I met with a social worker from the Department of Mental Health. I have a good chance of getting out of here. The social worker is checking into some options. She will write a plan. It will be a slow process. It won't be soon. There is a good chance I won't have to die here. That's what I will focus on. Not all the chaos going on around here. 

I am still scared. The only thing that I can count on is that nothing will be the same. I know there is a place for me in the community. I know that my future will be better than my past.   I have to be patient. My time will come. I won't give up.






















Wednesday, July 12, 2017

MY ROOM IS NOT MY CASTLE

"I may take a while. We don't know when, but it will happen."   That's how my social worker told me I would be getting a roommate.

I tried to explain to her issues that I have issues regarding the bathroom due to my CP and my spastiscity. She didn't want to listen. Her response was, "Having someone in the room with you will not affect you using the bathroom."  There is not even a door on the bathroom. There's just a curtain. .It was clear she didn't understand. She didn't get it. I told her she had to leave. I called my family.  Then I cried. I am embarrassed by my behavior. I wish she would have understood. I wish she would have listened.

People are always coming in and out of my room. The aides come in to talk to each other aides when I am on the toilet. They don't care. Even though I have had more things lost and stolen than I can count, but it was still my room. The place where I wrote. The place where I  blasted my music when I was frustrated.

I was told they tried to do this to me once before. My previous social worker got so upset that she walked out of the meeting. I was not aware of any of this. My brother knew I'd freak out. I was not given a roommate.

My facility has a new administrator.  I have a different social worker. This facility is a business. I it's run by the book. That's fine. Except for the fact inside of this facility are people whose lives are affected by the decisions other people make.  People who go home to their own space. People who have a bathroom with a door on it. People who have rights. No one is going to arbitrarily change their environment.

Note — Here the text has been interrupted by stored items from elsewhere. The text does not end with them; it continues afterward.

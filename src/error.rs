use std::collections::TryReserveError;
use std::fmt;

/// Failure modes exposed across the public `sort`/`crumsort` surface.
///
/// This is a closed set (see the crate-level docs): a strict-weak-ordering
/// violation in the caller's comparator is *not* a member — that outcome is
/// an unsorted-but-valid-multiset array, not a reported error.
#[derive(Debug)]
pub enum SortError {
    /// The scratch buffer could not be allocated. `v` is left completely
    /// untouched — no element has moved.
    ScratchAllocation(TryReserveError),
    /// `crumsort_by_with_scratch_limit` was called with `max_swap_size == 0`.
    /// `v` is left completely untouched.
    InvalidScratchLimit,
}

impl fmt::Display for SortError {
    fn fmt(&self, f: &mut fmt::Formatter<'_>) -> fmt::Result {
        match self {
            SortError::ScratchAllocation(err) => {
                write!(f, "failed to allocate sort scratch buffer: {err}")
            }
            SortError::InvalidScratchLimit => {
                write!(f, "max_swap_size must be greater than zero")
            }
        }
    }
}

impl std::error::Error for SortError {
    fn source(&self) -> Option<&(dyn std::error::Error + 'static)> {
        match self {
            SortError::ScratchAllocation(err) => Some(err),
            SortError::InvalidScratchLimit => None,
        }
    }
}

impl From<TryReserveError> for SortError {
    fn from(err: TryReserveError) -> Self {
        SortError::ScratchAllocation(err)
    }
}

Being on Medicaid has made me feel like a second class citizen. My family pays for the things I need. People are being moved around in this facility. Every time that I see maintenance on my floor I wonder if they are going to install the divider with the curtain. The divider that will transform my room into a real hospital room. I won't be able to trick myself into believing that I live in an apartment anymore.

When I came here there was a resident on my floor named Bernice.I am almost certain that Bernice was on Medicaid. She was allowed to remain in a private room until she died. The staff here cared about her comfort. They cared about people, not profit.

When I came here, dietary would see that you got you what you asked for if it was a special item.  Everything is generic and cost-effective now.

I am not angry. I am tired. I am scared. I am working on getting out of here. I hope eventually to be back in the community. I will have my own room. If I have to share a bathroom I am sure it will have a door,

This facility specializes in assisting people who have MS. If I had MS and I was on Medicaid, I would not be getting a roommate.I have the wrong disability.

 Privacy will always be important to me. Medicaid has made privacy a privilege. It is a right that should be afforded to everyone. It should not be based on your ability to pay.